Peter Michael Hamel (born 15 July 1947 in Munich) is a German composer. His works have been associated with the minimalist style of composition, and in the late 1970s with the New Simplicity movement.
In 1970, he founded "Between", an international group dedicated to improvisational music with whom he made 6 records on the intuition/WERGO label and in 1978 in Munich, he founded the Freies Musikzentrum, an institute for musical education and therapy. In 1978, his book Through Music to the Self[2] was published in English translation, obtaining wide circulation in Europe and the U.S.[3]
Between 1997 and 2012, he was professor for composition at the Hochschule für Musik und Theater in Hamburg.[1] His orchestral and chamber music is published by Schott, Bärenreiter and E.R.P./Celestial Harmonies. He composed four operas, many orchestral works (e.g., Gestalt), violin and piano concertos, sacred works for soprano, choirs and orchestra (e.g., Missa); Shoah (a radio-composition about the Holocaust), chamber-music compositions (including four string quartets). He is in demand as a performing artist (piano, prepared piano, pipe organ, voice and live-electronics). His First Symphony was premiered by Sergiu Celibidache in 1988; his Second Symphony had its first performance in Munich on April 29, 2008 with the Munich Philharmonic. In 2007 Hamel's Of the Sound of Life for pianist Roger Woodward was published by Celestial Harmonies. In 2009 parts of his music theatre "last minute" on Near Death Experiences has been premiered in musica viva.

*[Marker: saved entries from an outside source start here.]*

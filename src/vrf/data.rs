//! Controller-observed VRF state.

use serde::{Deserialize, Serialize};
use serde_json::{Map, Value};

/// A VRF as the controller last reported it.
///
/// Owned by the cache until invalidated; the reconciliation engine only
/// ever compares against it. Every field is optional because controller
/// responses vary by endpoint — notably, `vrf_status` is only reliable
/// on the bulk listing endpoint.
#[derive(Debug, Clone, Default, PartialEq, Serialize, Deserialize)]
pub struct VrfData {
    #[serde(skip_serializing_if = "Option::is_none")]
    pub fabric: Option<String>,
    #[serde(rename = "vrfName", skip_serializing_if = "Option::is_none")]
    pub vrf_name: Option<String>,
    #[serde(rename = "vrfId", skip_serializing_if = "Option::is_none")]
    pub vrf_id: Option<u32>,
    #[serde(rename = "vrfTemplate", skip_serializing_if = "Option::is_none")]
    pub vrf_template: Option<String>,
    #[serde(rename = "vrfTemplateConfig", skip_serializing_if = "Option::is_none")]
    pub vrf_template_config: Option<String>,
    #[serde(rename = "vrfExtensionTemplate", skip_serializing_if = "Option::is_none")]
    pub vrf_extension_template: Option<String>,
    #[serde(rename = "serviceVrfTemplate", skip_serializing_if = "Option::is_none")]
    pub service_vrf_template: Option<String>,
    #[serde(rename = "vrfStatus", skip_serializing_if = "Option::is_none")]
    pub vrf_status: Option<String>,
    #[serde(skip_serializing_if = "Option::is_none")]
    pub source: Option<String>,
    #[serde(rename = "tenantName", skip_serializing_if = "Option::is_none")]
    pub tenant_name: Option<String>,
    #[serde(rename = "hierarchicalKey", skip_serializing_if = "Option::is_none")]
    pub hierarchical_key: Option<String>,
    #[serde(skip_serializing_if = "Option::is_none")]
    pub id: Option<u64>,
    // Can arrive as bool, string, or null depending on controller version.
    #[serde(skip_serializing_if = "Option::is_none")]
    pub enforce: Option<Value>,
    #[serde(rename = "deploymentStatus", skip_serializing_if = "Option::is_none")]
    pub deployment_status: Option<String>,
}

impl VrfData {
    /// Parse a controller record, tolerating unknown fields.
    pub fn from_record(record: &Map<String, Value>) -> Option<Self> {
        serde_json::from_value(Value::Object(record.clone())).ok()
    }

    /// Name for logging and messages.
    pub fn display_name(&self) -> &str {
        self.vrf_name.as_deref().unwrap_or("Unknown VRF")
    }

    /// Whether the VRF is deployed, judged from `vrfStatus`.
    pub fn is_deployed(&self) -> bool {
        !matches!(self.vrf_status.as_deref(), None | Some("NA") | Some("NOT_DEPLOYED"))
    }
}
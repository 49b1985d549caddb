//! Query mode: read-only aggregation.

use crate::ModuleResult;

use super::super::api::VrfApi;
use super::super::config::VrfConfig;
use super::base::StateOps;

/// Handle query mode for VRF resources.
///
/// Never mutates and always reports `changed = false`. A config naming
/// a VRF filters the fabric listing to that one; an empty name returns
/// the whole fabric. All reads bypass the cache — the bulk endpoint is
/// the only reliable carrier of `vrfStatus`.
pub struct Query {
    ops: StateOps,
}

impl Query {
    pub fn new(api: VrfApi) -> Self {
        Self {
            ops: StateOps::new(api),
        }
    }

    pub async fn execute(mut self, configs: &[VrfConfig]) -> ModuleResult {
        for config in configs {
            let outcome = if config.vrf_name.is_empty() {
                self.ops.api.query_all(&config.fabric).await
            } else {
                self.ops.api.query(&config.fabric, &config.vrf_name).await
            };
            match outcome {
                Ok(resp) if resp.is_success() => self.ops.responses.push(resp),
                Ok(resp) => self.ops.errors.push(format!(
                    "Failed to query VRFs in fabric {}: {}",
                    config.fabric, resp.message
                )),
                Err(e) => self.ops.errors.push(format!(
                    "Failed to query VRFs in fabric {}: {e}",
                    config.fabric
                )),
            }
        }

        let total: usize = self.ops.responses.iter().map(|r| r.record_count()).sum();
        let mut result = self.ops.finalize("Updated");
        if !result.failed {
            result.msg = format!("Queried {total} VRFs");
            result.stdout = result.msg.clone();
        }
        // Query never changes state.
        result.changed = false;
        result
    }
}
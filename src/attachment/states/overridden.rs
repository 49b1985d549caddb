//! Overridden mode for attachments: only the desired switches stay
//! attached.

use crate::ModuleResult;

use super::super::api::VrfAttachmentApi;
use super::super::config::VrfAttachmentConfig;
use super::base::{AttachOps, record_ip, rows_from_records};

/// Handle overridden mode for VRF attachments.
///
/// Per desired item: query the VRF's current rows, detach every row
/// whose switch is not in the desired set at all (drift on desired
/// switches is handled by the unconditional attach), then attach the
/// desired configuration. Detach runs first.
pub struct Overridden {
    ops: AttachOps,
}

impl Overridden {
    pub fn new(api: VrfAttachmentApi) -> Self {
        Self {
            ops: AttachOps::new(api),
        }
    }

    pub async fn execute(mut self, configs: &[VrfAttachmentConfig]) -> ModuleResult {
        for config in configs {
            self.override_attachments(config).await;
        }
        self.ops.finalize()
    }

    async fn override_attachments(&mut self, config: &VrfAttachmentConfig) {
        let Some(records) = self
            .ops
            .current_rows(&config.fabric, &config.vrf_name)
            .await
        else {
            return;
        };

        let unwanted: Vec<_> = records
            .iter()
            .filter(|record| {
                record_ip(record).is_some_and(|ip| {
                    !config
                        .switch_attachments
                        .iter()
                        .any(|attach| attach.ip_address == ip)
                })
            })
            .cloned()
            .collect();

        let rows = rows_from_records(&config.fabric, &config.vrf_name, &unwanted);
        if !rows.is_empty()
            && !self
                .ops
                .detach_rows(&config.fabric, &config.vrf_name, rows)
                .await
        {
            return;
        }

        self.ops.attach(config).await;
    }
}
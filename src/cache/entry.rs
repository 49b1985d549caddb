//! Cache entries with optional time-to-live.

use std::time::Duration;

use tokio::time::Instant;

/// A cached payload stamped with its creation time and an optional TTL.
///
/// An entry with no TTL never expires; it lives until explicitly deleted
/// or its fabric is invalidated.
#[derive(Debug, Clone)]
pub struct CacheEntry<T> {
    data: T,
    stored_at: Instant,
    ttl: Option<Duration>,
}

impl<T> CacheEntry<T> {
    pub fn new(data: T, ttl: Option<Duration>) -> Self {
        Self {
            data,
            stored_at: Instant::now(),
            ttl,
        }
    }

    /// Build an entry with an explicit creation instant, so bulk writes
    /// can stamp every entry with the same "now".
    pub fn stamped(data: T, stored_at: Instant, ttl: Option<Duration>) -> Self {
        Self {
            data,
            stored_at,
            ttl,
        }
    }

    pub fn data(&self) -> &T {
        &self.data
    }

    pub fn into_data(self) -> T {
        self.data
    }

    /// True iff a TTL is set and `now` is strictly past `stored_at + ttl`.
    pub fn is_expired(&self, now: Instant) -> bool {
        match self.ttl {
            Some(ttl) => now > self.stored_at + ttl,
            None => false,
        }
    }
}

#[cfg(test)]
mod tests {
    use super::*;

    #[tokio::test(start_paused = true)]
    async fn entry_without_ttl_never_expires() {
        let entry = CacheEntry::new("value", None);
        tokio::time::advance(Duration::from_secs(86_400)).await;
        assert!(!entry.is_expired(Instant::now()));
    }

    #[tokio::test(start_paused = true)]
    async fn entry_expires_after_ttl() {
        let entry = CacheEntry::new("value", Some(Duration::from_secs(60)));
        tokio::time::advance(Duration::from_secs(59)).await;
        assert!(!entry.is_expired(Instant::now()));
        tokio::time::advance(Duration::from_secs(2)).await;
        assert!(entry.is_expired(Instant::now()));
    }

    #[tokio::test(start_paused = true)]
    async fn entry_live_at_exact_ttl_boundary() {
        // Expiry is strict: `now > stored_at + ttl`.
        let entry = CacheEntry::new("value", Some(Duration::from_secs(60)));
        tokio::time::advance(Duration::from_secs(60)).await;
        assert!(!entry.is_expired(Instant::now()));
    }
}
//! Wire payload for VRF create/update calls.

use serde::{Deserialize, Serialize};
use serde_json::Value;

use crate::{Result, VrfError};

use super::template::VrfTemplate;

/// The payload POSTed to the VRF endpoint.
///
/// `vrf_template_config` and `service_vrf_template` are JSON *strings*
/// on the wire (a controller quirk); [`validate`](Self::validate) checks
/// they actually parse before anything is sent.
#[derive(Debug, Clone, PartialEq, Serialize, Deserialize)]
pub struct VrfPayload {
    pub fabric: String,
    #[serde(rename = "vrfName")]
    pub vrf_name: String,
    #[serde(rename = "vrfId")]
    pub vrf_id: u32,
    #[serde(rename = "vrfTemplate")]
    pub vrf_template: String,
    #[serde(rename = "vrfTemplateConfig")]
    pub vrf_template_config: String,
    #[serde(rename = "vrfExtensionTemplate")]
    pub vrf_extension_template: String,
    #[serde(rename = "serviceVrfTemplate", skip_serializing_if = "Option::is_none")]
    pub service_vrf_template: Option<String>,
    pub source: Option<String>,
    pub deploy: bool,
}

impl VrfPayload {
    /// Check the payload is sendable: identity fields within controller
    /// limits, JSON-string fields valid JSON.
    pub fn validate(&self) -> Result<()> {
        if self.fabric.is_empty() || self.fabric.len() > 64 {
            return Err(VrfError::Configuration(
                "fabric must be 1-64 characters".into(),
            ));
        }
        if self.vrf_name.is_empty() || self.vrf_name.len() > 32 {
            return Err(VrfError::Configuration(
                "vrf_name must be 1-32 characters".into(),
            ));
        }
        serde_json::from_str::<Value>(&self.vrf_template_config).map_err(|e| {
            VrfError::Configuration(format!("vrfTemplateConfig must be valid JSON: {e}"))
        })?;
        if let Some(service_template) = &self.service_vrf_template {
            serde_json::from_str::<Value>(service_template).map_err(|e| {
                VrfError::Configuration(format!("serviceVrfTemplate must be valid JSON: {e}"))
            })?;
        }
        Ok(())
    }
}

impl Default for VrfPayload {
    fn default() -> Self {
        Self {
            fabric: String::new(),
            vrf_name: String::new(),
            vrf_id: 0,
            vrf_template: VrfTemplate::DefaultVrfUniversal.as_str().to_string(),
            vrf_template_config: "{}".to_string(),
            vrf_extension_template: VrfTemplate::DefaultVrfExtensionUniversal
                .as_str()
                .to_string(),
            service_vrf_template: None,
            source: None,
            deploy: true,
        }
    }
}
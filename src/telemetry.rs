//! Telemetry metric name constants.
//!
//! Centralised metric names for ndfc-vrf operations. Consumers install
//! their own `metrics` recorder (e.g. prometheus, statsd); without a
//! recorder installed, all metric calls are no-ops.
//!
//! # Metric naming conventions
//!
//! All metrics are prefixed with `ndfc_vrf_`. Counters end in `_total`.
//!
//! # Common labels
//!
//! - `resource` — resource kind ("vrf" | "vrf_attachment")
//! - `method` — HTTP verb of the controller request
//! - `status` — outcome: "ok" or "error"

/// Total requests issued to the controller.
///
/// Labels: `method`, `status` ("ok" | "error").
pub const REQUESTS_TOTAL: &str = "ndfc_vrf_requests_total";

/// Total retry attempts (not counting the initial request).
///
/// Labels: `method`.
pub const RETRIES_TOTAL: &str = "ndfc_vrf_retries_total";

/// Total cache hits.
///
/// Labels: `resource`.
pub const CACHE_HITS_TOTAL: &str = "ndfc_vrf_cache_hits_total";

/// Total cache misses.
///
/// Labels: `resource`.
pub const CACHE_MISSES_TOTAL: &str = "ndfc_vrf_cache_misses_total";
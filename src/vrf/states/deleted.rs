//! Deleted mode: remove named VRFs, or everything in a fabric.

use crate::ModuleResult;

use super::super::api::VrfApi;
use super::super::config::VrfConfig;
use super::base::StateOps;

/// Handle deleted mode for VRF resources.
///
/// A config with a VRF name deletes that one VRF if it currently
/// exists; deleting a nonexistent VRF is a no-op, not an error. A
/// config with an empty name deletes every VRF in its fabric — the
/// fabric listing for that path is fetched fresh from the controller,
/// never from the cache, so a stale cached listing cannot drive the
/// deletes.
pub struct Deleted {
    ops: StateOps,
}

impl Deleted {
    pub fn new(api: VrfApi) -> Self {
        Self {
            ops: StateOps::new(api),
        }
    }

    pub async fn execute(mut self, configs: &[VrfConfig]) -> ModuleResult {
        for config in configs {
            if config.vrf_name.is_empty() {
                self.delete_all_in_fabric(&config.fabric).await;
            } else {
                self.delete_named(config).await;
            }
        }

        // Finalize with deleted-specific wording for the empty case.
        let mut result = self.ops.finalize("Updated");
        if !result.failed && result.msg == "No changes needed" {
            result.msg = "No VRFs to delete".to_string();
            result.stdout = result.msg.clone();
        }
        result
    }

    async fn delete_named(&mut self, config: &VrfConfig) {
        let Some(current) = self.ops.exists(&config.fabric, &config.vrf_name).await else {
            return;
        };
        if current.is_some() {
            self.ops.delete_vrf(&config.fabric, &config.vrf_name).await;
        }
        // Absent already: idempotent no-op.
    }

    async fn delete_all_in_fabric(&mut self, fabric: &str) {
        let listing = match self.ops.api.query_all(fabric).await {
            Ok(resp) if resp.is_success() => resp,
            Ok(resp) => {
                self.ops.errors.push(format!(
                    "Failed to list VRFs in fabric {fabric}: {}",
                    resp.message
                ));
                return;
            }
            Err(e) => {
                self.ops
                    .errors
                    .push(format!("Failed to list VRFs in fabric {fabric}: {e}"));
                return;
            }
        };

        let mut names: Vec<String> = listing
            .records()
            .iter()
            .filter_map(|record| record.get("vrfName")?.as_str().map(str::to_string))
            .collect();
        names.sort();

        for name in names {
            self.ops.delete_vrf(fabric, &name).await;
        }
    }
}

American minimalist composer Terry Riley has said:
...Peter's heart did not seem to be aligned alone with the post Webern traditions that had emerged so prevalently in Germany. His sensibilities were attracted more to American minimalism and Indian music and to some degree Rock and Jazz. In this sense he stands apart in the field of modern music of Germany. He has recognized the vast importance of improvisation and being "in the moment" in music performance. He realizes the importance of experimentation and of finding new ways to notate his ideas. However, his music is at the same time rooted in the great German tradition and today he is recognized as a major figure whose compositions have greatly enriched the development of 20th and 21st century repertoire....[4]
^Hamel, Peter Michael, 1978. Through Music to the Self: How to Appreciate and Experience Music Anew, translated by Peter Lemesurier. Longmead, Shaftesbury: Element Books. ISBN978-1-85230-136-1 (pbk).